→ **Instructions for the task**
Search the records for the string "Returns" and copy every line in which it appears.

→ **Input material**
%%
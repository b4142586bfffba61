//! Breakpoint ordering and the ranges each breakpoint owns.
//!
//! A breakpoint "owns" the widths from its own value up to (but excluding)
//! the next larger breakpoint. The largest breakpoint owns everything above
//! it.

use indexmap::IndexMap;
use serde::{Deserialize, Serialize};

use crate::error::{BreakpointError, Result};
use crate::query::MediaQuery;

/// Breakpoint name to width in pixels.
pub type BreakpointMap = IndexMap<String, u32>;

/// Breakpoint name to the range it owns, in ascending width order.
pub type AtRanges = IndexMap<String, AtRange>;

/// The range owned by a single breakpoint.
#[derive(Debug, Clone, PartialEq, Eq, Hash, Serialize, Deserialize)]
#[serde(rename_all = "camelCase")]
pub enum AtRange {
    Between(String, String),
    GreaterThanOrEqual(String),
}

impl AtRange {
    pub fn to_query(&self) -> MediaQuery {
        self.clone().into()
    }
}

impl From<AtRange> for MediaQuery {
    fn from(range: AtRange) -> Self {
        match range {
            AtRange::Between(from, to) => MediaQuery::Between(from, to),
            AtRange::GreaterThanOrEqual(name) => MediaQuery::GreaterThanOrEqual(name),
        }
    }
}

/// The widths used by Floem's grid, from `xs` up to `xxl`.
pub fn default_breakpoints() -> BreakpointMap {
    [
        ("xs", 0),
        ("sm", 576),
        ("md", 768),
        ("lg", 992),
        ("xl", 1200),
        ("xxl", 1400),
    ]
    .into_iter()
    .map(|(name, width)| (name.to_string(), width))
    .collect()
}

/// Parses a breakpoint map from a JSON object such as `{"sm":0,"md":768}`.
///
/// Document order is preserved.
pub fn parse_breakpoints(json: &str) -> Result<BreakpointMap> {
    Ok(serde_json::from_str(json)?)
}

/// Returns the breakpoint names ordered by ascending width.
///
/// Breakpoints sharing a width have no defined relative order.
pub fn create_sorted_breakpoints(breakpoints: &BreakpointMap) -> Vec<String> {
    let mut sorted: Vec<(&String, u32)> = breakpoints
        .iter()
        .map(|(name, width)| (name, *width))
        .collect();
    sorted.sort_by_key(|(_, width)| *width);
    sorted.into_iter().map(|(name, _)| name.clone()).collect()
}

/// The range owned by the breakpoint at `index` in sorted order.
fn range_at(sorted_breakpoints: &[String], index: usize) -> AtRange {
    let from = sorted_breakpoints[index].clone();
    match sorted_breakpoints.get(index + 1) {
        Some(to) => AtRange::Between(from, to.clone()),
        None => AtRange::GreaterThanOrEqual(from),
    }
}

pub fn create_at_ranges(sorted_breakpoints: &[String]) -> AtRanges {
    (0..sorted_breakpoints.len())
        .map(|i| (sorted_breakpoints[i].clone(), range_at(sorted_breakpoints, i)))
        .collect()
}

pub(crate) fn width_of(breakpoints: &BreakpointMap, breakpoint: &str) -> Result<u32> {
    breakpoints
        .get(breakpoint)
        .copied()
        .ok_or_else(|| BreakpointError::UnknownBreakpoint {
            breakpoint: breakpoint.to_string(),
        })
}

fn position_of(sorted_breakpoints: &[String], breakpoint: &str) -> Result<usize> {
    sorted_breakpoints
        .iter()
        .position(|name| name == breakpoint)
        .ok_or_else(|| BreakpointError::UnknownBreakpoint {
            breakpoint: breakpoint.to_string(),
        })
}

pub(crate) fn next_breakpoint<'a>(
    sorted_breakpoints: &'a [String],
    breakpoint: &str,
) -> Result<&'a str> {
    let index = position_of(sorted_breakpoints, breakpoint)?;
    sorted_breakpoints
        .get(index + 1)
        .map(String::as_str)
        .ok_or_else(|| BreakpointError::NoLargerBreakpoint {
            breakpoint: breakpoint.to_string(),
        })
}

/// The range `breakpoint` owns, as [`create_at_ranges`] would build it.
pub(crate) fn at_range(sorted_breakpoints: &[String], breakpoint: &str) -> Result<AtRange> {
    let index = position_of(sorted_breakpoints, breakpoint)?;
    Ok(range_at(sorted_breakpoints, index))
}

pub fn largest_breakpoint(sorted_breakpoints: &[String]) -> Option<&str> {
    sorted_breakpoints.last().map(String::as_str)
}

fn index_at_width(
    breakpoints: &BreakpointMap,
    sorted_breakpoints: &[String],
    width: u32,
) -> Option<usize> {
    let widths: Vec<u32> = sorted_breakpoints
        .iter()
        .map(|name| breakpoints.get(name).copied())
        .collect::<Option<_>>()?;

    widths.iter().enumerate().position(|(i, from)| match widths.get(i + 1) {
        Some(to) => width >= *from && width < *to,
        None => width >= *from,
    })
}

/// Finds the breakpoint whose range contains `width`.
///
/// Returns `None` when `width` is smaller than every breakpoint.
pub fn find_breakpoint_at_width<'a>(
    breakpoints: &BreakpointMap,
    sorted_breakpoints: &'a [String],
    width: u32,
) -> Option<&'a str> {
    index_at_width(breakpoints, sorted_breakpoints, width)
        .map(|i| sorted_breakpoints[i].as_str())
}

/// Collects every breakpoint whose range intersects `from..=through`.
///
/// The result can be passed straight to [`should_render`](crate::should_render)
/// as the set of widths a host renders at.
pub fn find_breakpoints_for_widths(
    breakpoints: &BreakpointMap,
    sorted_breakpoints: &[String],
    from: u32,
    through: u32,
) -> Option<Vec<String>> {
    if from > through {
        return None;
    }
    let end = index_at_width(breakpoints, sorted_breakpoints, through)?;
    let start = index_at_width(breakpoints, sorted_breakpoints, from).unwrap_or(0);
    Some(sorted_breakpoints[start..=end].to_vec())
}

#[cfg(test)]
mod tests {
    use super::*;

    fn breakpoints() -> BreakpointMap {
        parse_breakpoints(r#"{"lg":1024,"sm":0,"md":768}"#).unwrap()
    }

    #[test]
    fn sorts_by_width() {
        let sorted = create_sorted_breakpoints(&breakpoints());
        assert_eq!(sorted, ["sm", "md", "lg"]);
    }

    #[test]
    fn sorting_empty_map() {
        assert!(create_sorted_breakpoints(&BreakpointMap::new()).is_empty());
        assert!(create_at_ranges(&[]).is_empty());
    }

    #[test]
    fn default_grid_is_ascending() {
        let breakpoints = default_breakpoints();
        let sorted = create_sorted_breakpoints(&breakpoints);
        assert_eq!(sorted, ["xs", "sm", "md", "lg", "xl", "xxl"]);
    }

    #[test]
    fn ranges_cover_every_breakpoint() {
        let sorted = create_sorted_breakpoints(&breakpoints());
        let ranges = create_at_ranges(&sorted);

        assert_eq!(ranges.len(), 3);
        assert_eq!(ranges["sm"], AtRange::Between("sm".into(), "md".into()));
        assert_eq!(ranges["md"], AtRange::Between("md".into(), "lg".into()));
        assert_eq!(ranges["lg"], AtRange::GreaterThanOrEqual("lg".into()));
        assert_eq!(ranges.keys().collect::<Vec<_>>(), ["sm", "md", "lg"]);
    }

    #[test]
    fn single_breakpoint_is_open_ended() {
        let ranges = create_at_ranges(&["only".to_string()]);
        assert_eq!(ranges["only"], AtRange::GreaterThanOrEqual("only".into()));
    }

    #[test]
    fn single_range_matches_full_ranges() {
        let sorted = create_sorted_breakpoints(&breakpoints());
        let ranges = create_at_ranges(&sorted);
        for name in &sorted {
            assert_eq!(at_range(&sorted, name).as_ref(), Ok(&ranges[name]));
        }
        assert!(matches!(
            at_range(&sorted, "xl"),
            Err(BreakpointError::UnknownBreakpoint { .. })
        ));
    }

    #[test]
    fn next_breakpoint_of_largest() {
        let sorted = create_sorted_breakpoints(&breakpoints());
        assert_eq!(next_breakpoint(&sorted, "sm"), Ok("md"));
        assert_eq!(
            next_breakpoint(&sorted, "lg"),
            Err(BreakpointError::NoLargerBreakpoint {
                breakpoint: "lg".into()
            })
        );
        assert!(matches!(
            next_breakpoint(&sorted, "huge"),
            Err(BreakpointError::UnknownBreakpoint { .. })
        ));
    }

    #[test]
    fn breakpoint_at_width() {
        let breakpoints = breakpoints();
        let sorted = create_sorted_breakpoints(&breakpoints);
        assert_eq!(find_breakpoint_at_width(&breakpoints, &sorted, 0), Some("sm"));
        assert_eq!(find_breakpoint_at_width(&breakpoints, &sorted, 767), Some("sm"));
        assert_eq!(find_breakpoint_at_width(&breakpoints, &sorted, 768), Some("md"));
        assert_eq!(find_breakpoint_at_width(&breakpoints, &sorted, 5000), Some("lg"));
        assert_eq!(largest_breakpoint(&sorted), Some("lg"));
    }

    #[test]
    fn width_below_every_breakpoint() {
        let breakpoints = parse_breakpoints(r#"{"md":768,"lg":1024}"#).unwrap();
        let sorted = create_sorted_breakpoints(&breakpoints);
        assert_eq!(find_breakpoint_at_width(&breakpoints, &sorted, 320), None);
        assert_eq!(find_breakpoints_for_widths(&breakpoints, &sorted, 0, 320), None);
        assert_eq!(
            find_breakpoints_for_widths(&breakpoints, &sorted, 320, 800),
            Some(vec!["md".to_string()])
        );
    }

    #[test]
    fn breakpoints_for_width_span() {
        let breakpoints = breakpoints();
        let sorted = create_sorted_breakpoints(&breakpoints);
        assert_eq!(
            find_breakpoints_for_widths(&breakpoints, &sorted, 100, 900),
            Some(vec!["sm".to_string(), "md".to_string()])
        );
        assert_eq!(
            find_breakpoints_for_widths(&breakpoints, &sorted, 1100, 1200),
            Some(vec!["lg".to_string()])
        );
        assert_eq!(find_breakpoints_for_widths(&breakpoints, &sorted, 900, 100), None);
    }

    #[test]
    fn malformed_config() {
        assert!(matches!(
            parse_breakpoints(r#"{"sm":-1}"#),
            Err(BreakpointError::Config(_))
        ));
    }
}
%%
→ **Your solution**
/// Returns the breakpoint names ordered by ascending width.
/// Returns `None` when `width` is smaller than every breakpoint.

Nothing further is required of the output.